Correspondence: Paul Trayhurn, Email: p.trayhurn{at}liverpool.ac.uk

Abstract

The effect of hypoxia on the expression and secretion of major adipokines by human preadipocytes has been examined. Hypoxia (1% O2) led to an increase in the HIF-1 transcription factor subunit in cultured preadipocytes, as did incubation with the hypoxia mimetic CoCl2. Leptin mRNA was essentially undetectable in preadipocytes incubated under normoxia (21% O2), but exposure to 1% O2, or CoCl2, for 4 or 24 h resulted in an induction of leptin gene expression (measured by real-time PCR). Immunoreactive leptin was not detected in the medium from normoxic preadipocytes, but was present in medium from the hypoxic cells.
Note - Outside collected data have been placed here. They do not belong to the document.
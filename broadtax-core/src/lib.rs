//! Broad tax engine for the 2025 schedule.
//!
//! Computes progressive income tax, flat withholding on financial income,
//! health insurance premiums by membership type and one-home capital gains
//! tax. Amounts are in units of ten thousand currency units. Each function
//! either returns an absolute amount or a rate over the relevant income,
//! selected by [`TaxOutput`].
//!
//! Scalar calculators live in [`calculations`]; [`calculations::batch`]
//! evaluates the same operations element-wise over [`Series`] arguments.
//!
//! # Supported range
//!
//! [`BracketSchedule::tax_for`] accepts any [`Decimal`](rust_decimal::Decimal).
//! The composite operations add income components together and step one
//! unit past them for marginal rates, so their inputs are expected within
//! `±10^15` (unit-10k), where every result is exact. Components near
//! `Decimal::MAX` overflow the sum and panic.

pub mod calculations;
pub mod error;
pub mod models;

pub use calculations::{
    BatchCalculator, BroadTaxCalculator, BroadTaxResult, CapitalGainsResult,
    CapitalGainsWorksheet, HealthPremiumCalculator, IncomeTaxCalculator, Series,
};
pub use error::CalculationError;
pub use models::*;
Hypoxia stimulated expression of the GLUT1 facilitative glucose transporter gene and the VEGF gene in preadipocytes, as in adipocytes. PPAR and aP2 mRNA levels, markers of adipocyte differentiation, were reduced by hypoxia in both cell types. In marked contrast to adipocytes, IL-6, angiopoietin-like protein 4 and plasminogen activator inhibitor-1 expression by preadipocytes was not stimulated by low O2 tension. Consistent with the gene expression results, VEGF release into the medium from preadipocytes was increased by hypoxia, but there was no change in IL-6 secretion. It is concluded that hypoxia induces human preadipocytes to synthesise and secrete leptin. Preadipocytes and adipocytes differ in their responsiveness to low oxygen tension, maturation of the response to hypoxia developing on differentiation.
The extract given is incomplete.